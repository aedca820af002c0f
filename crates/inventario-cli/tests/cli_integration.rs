use std::ffi::OsStr;
use std::path::Path;
use std::process::{Command, Output};

use serde_json::Value;
use tempfile::TempDir;

fn run_inventario<I, S>(db: &Path, args: I) -> Output
where
    I: IntoIterator<Item = S>,
    S: AsRef<OsStr>,
{
    Command::new(env!("CARGO_BIN_EXE_inventario"))
        .arg("--db")
        .arg(db)
        .args(args)
        .env_remove("INVENTARIO_DB_PATH")
        .env_remove("RUST_LOG")
        .output()
        .unwrap_or_else(|err| panic!("failed to execute inventario binary: {err}"))
}

fn run_json<I, S>(db: &Path, args: I) -> Value
where
    I: IntoIterator<Item = S>,
    S: AsRef<OsStr>,
{
    let output = run_inventario(db, args);
    if !output.status.success() {
        let stdout = String::from_utf8_lossy(&output.stdout);
        let stderr = String::from_utf8_lossy(&output.stderr);
        panic!(
            "inventario command failed (status={}):\nstdout:\n{}\nstderr:\n{}",
            output.status, stdout, stderr
        );
    }

    let stdout = String::from_utf8_lossy(&output.stdout).trim().to_string();
    serde_json::from_str(&stdout)
        .unwrap_or_else(|err| panic!("stdout is not valid JSON: {err}\nstdout:\n{stdout}"))
}

fn run_error<I, S>(db: &Path, args: I) -> Value
where
    I: IntoIterator<Item = S>,
    S: AsRef<OsStr>,
{
    let output = run_inventario(db, args);
    assert!(!output.status.success(), "command was expected to fail");

    let stderr = String::from_utf8_lossy(&output.stderr);
    let line = stderr
        .lines()
        .rev()
        .find(|line| line.trim_start().starts_with('{'))
        .unwrap_or_else(|| panic!("no JSON error on stderr:\n{stderr}"));
    serde_json::from_str(line)
        .unwrap_or_else(|err| panic!("stderr error is not valid JSON: {err}\n{line}"))
}

fn as_f64(value: &Value, pointer: &str) -> f64 {
    value
        .pointer(pointer)
        .and_then(Value::as_f64)
        .unwrap_or_else(|| panic!("missing number at `{pointer}` in payload: {value}"))
}

fn as_str<'a>(value: &'a Value, pointer: &str) -> &'a str {
    value
        .pointer(pointer)
        .and_then(Value::as_str)
        .unwrap_or_else(|| panic!("missing string at `{pointer}` in payload: {value}"))
}

fn temp_dir() -> TempDir {
    TempDir::new().unwrap_or_else(|err| panic!("failed to create temp dir: {err}"))
}

#[test]
fn init_reports_migrations_once() {
    let dir = temp_dir();
    let db = dir.path().join("inventario.db");

    let first = run_json(&db, ["init"]);
    let applied = first
        .pointer("/migrations/applied")
        .and_then(Value::as_array)
        .map_or(0, Vec::len);
    assert!(applied > 0);

    let second = run_json(&db, ["init"]);
    assert_eq!(
        second.pointer("/migrations/applied"),
        Some(&Value::Array(Vec::new()))
    );

    let status = run_json(&db, ["status"]);
    assert_eq!(as_str(&status, "/phase"), "open");
    assert_eq!(
        status.pointer("/integrity/quick_check_ok"),
        Some(&Value::Bool(true))
    );
}

#[test]
fn statements_and_ledger_round_trip_through_cli() {
    let dir = temp_dir();
    let db = dir.path().join("inventario.db");

    let inserted = run_json(
        &db,
        [
            "exec",
            "INSERT INTO productos (codigo_interno, nombre, costo_unitario) VALUES (?, ?, ?)",
            "ACE-1",
            "Aceite 1L",
            "4.5",
        ],
    );
    let id = inserted
        .get("inserted_id")
        .and_then(Value::as_i64)
        .unwrap_or_else(|| panic!("missing inserted_id: {inserted}"));
    let id_text = id.to_string();

    for (kind, quantity) in [("entrada", "10"), ("salida", "3"), ("salida", "1")] {
        run_json(
            &db,
            [
                "movement",
                "--product",
                id_text.as_str(),
                "--kind",
                kind,
                "--quantity",
                quantity,
            ],
        );
    }
    run_json(
        &db,
        [
            "movement",
            "--product",
            id_text.as_str(),
            "--kind",
            "ajuste",
            "--quantity",
            "-2",
        ],
    );

    let stock = run_json(&db, ["stock", id_text.as_str()]);
    assert!((as_f64(&stock, "/stock/stock_actual") - 4.0).abs() < f64::EPSILON);
    assert_eq!(as_str(&stock, "/stock/tipo_ultimo_movimiento"), "ajuste");
    assert!((as_f64(&stock, "/costo_unitario_ultimo") - 4.5).abs() < f64::EPSILON);

    let row = run_json(
        &db,
        [
            "get-one",
            "SELECT nombre FROM productos WHERE codigo_interno = ?",
            "ACE-1",
        ],
    );
    assert_eq!(as_str(&row, "/row/nombre"), "Aceite 1L");

    let missing = run_json(&db, ["get-one", "SELECT id FROM productos WHERE id = ?", "999"]);
    assert_eq!(missing.get("row"), Some(&Value::Null));
}

#[test]
fn errors_are_reported_as_json_on_stderr() {
    let dir = temp_dir();
    let db = dir.path().join("inventario.db");

    let malformed = run_error(&db, ["query", "SELEC * FROM productos"]);
    assert_eq!(as_str(&malformed, "/code"), "DB_QUERY_FAILED");

    let reference = run_error(
        &db,
        ["movement", "--product", "404", "--kind", "entrada", "--quantity", "1"],
    );
    assert_eq!(as_str(&reference, "/code"), "DB_REFERENCE_MISSING");

    let invalid = run_error(
        &db,
        ["movement", "--product", "1", "--kind", "entrada", "--quantity", "0"],
    );
    assert_eq!(as_str(&invalid, "/code"), "VALIDATION_INVALID_INPUT");
}

#[test]
fn backup_and_confirmed_restore() {
    let dir = temp_dir();
    let db = dir.path().join("inventario.db");
    let backup = dir.path().join("copia.db");
    let backup_text = backup.display().to_string();

    run_json(
        &db,
        ["exec", "INSERT INTO productos (nombre) VALUES ('Arroz')"],
    );
    let outcome = run_json(&db, ["backup", "--out", backup_text.as_str()]);
    assert_eq!(outcome.get("performed"), Some(&Value::Bool(true)));
    assert!(backup.exists());

    run_json(
        &db,
        ["exec", "INSERT INTO productos (nombre) VALUES ('Azucar')"],
    );

    let unconfirmed = run_error(&db, ["restore", "--in", backup_text.as_str()]);
    assert_eq!(as_str(&unconfirmed, "/code"), "VALIDATION_INVALID_INPUT");

    let restored = run_json(&db, ["restore", "--in", backup_text.as_str(), "--yes"]);
    assert_eq!(restored.get("restart_required"), Some(&Value::Bool(true)));

    let rows = run_json(&db, ["query", "SELECT nombre FROM productos ORDER BY id"]);
    let names: Vec<&str> = rows
        .get("rows")
        .and_then(Value::as_array)
        .map(|rows| {
            rows.iter()
                .filter_map(|row| row.get("nombre").and_then(Value::as_str))
                .collect()
        })
        .unwrap_or_default();
    assert_eq!(names, vec!["Arroz"]);

    let history = run_json(&db, ["history"]);
    let operations: Vec<&str> = history
        .get("records")
        .and_then(Value::as_array)
        .map(|records| {
            records
                .iter()
                .filter_map(|r| r.get("operacion").and_then(Value::as_str))
                .collect()
        })
        .unwrap_or_default();
    assert_eq!(operations.len(), 2);
    assert!(operations.contains(&"backup"));
    assert!(operations.contains(&"restore"));

    let missing_dir = dir.path().join("no_existe").join("copia.db");
    let failed = run_error(
        &db,
        ["backup", "--out", missing_dir.display().to_string().as_str()],
    );
    assert_eq!(as_str(&failed, "/code"), "IO_FILE_NOT_FOUND");
}

#[test]
fn config_get_set_list() {
    let dir = temp_dir();
    let db = dir.path().join("inventario.db");

    let seeded = run_json(&db, ["config", "get", "moneda"]);
    assert_eq!(as_str(&seeded, "/valor"), "USD");

    run_json(&db, ["config", "set", "moneda", "PEN"]);
    let updated = run_json(&db, ["config", "get", "moneda"]);
    assert_eq!(as_str(&updated, "/valor"), "PEN");

    let list = run_json(&db, ["config", "list"]);
    let entries = list
        .get("entries")
        .and_then(Value::as_array)
        .map_or(0, Vec::len);
    assert!(entries >= 8);
}
//! Inventario storage engine
//!
//! Embedded persistence for the retail back office: one SQLite file holding
//! products, the stock movement ledger, purchases, sales and configuration.
//! Every statement goes through a single [`StoreGateway`], which also runs
//! the backup/restore lifecycle without ever opening a second connection.

pub mod backup;
pub mod config;
pub mod db;
pub mod error;
pub mod ledger;
pub mod migration;
pub mod schema;
pub mod settings;

pub use backup::{BackupOperation, BackupOutcome, BackupRecord, BackupTrigger};
pub use config::StoreConfig;
pub use db::{ConnectionPhase, Database, ExecuteResult, IntegrityReport, Row, StoreGateway, Value};
pub use error::{AppError, ErrorCategory, StoreError};
pub use ledger::{
    InventoryItem, MovementKind, NewMovement, NewPurchase, PurchaseLine, StockLevel, StockMovement,
};
pub use migration::{ColumnMigration, FailedStep, MigrationReport};
pub use schema::SchemaObject;
pub use settings::ConfigEntry;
_ _ _ _ _ _ _
→ WHAT THE TASK REQUIRES
Look for the word "nstdout" in the listing above and state how many lines have it; give the number and nothing else.

→ ANSWER AREA
2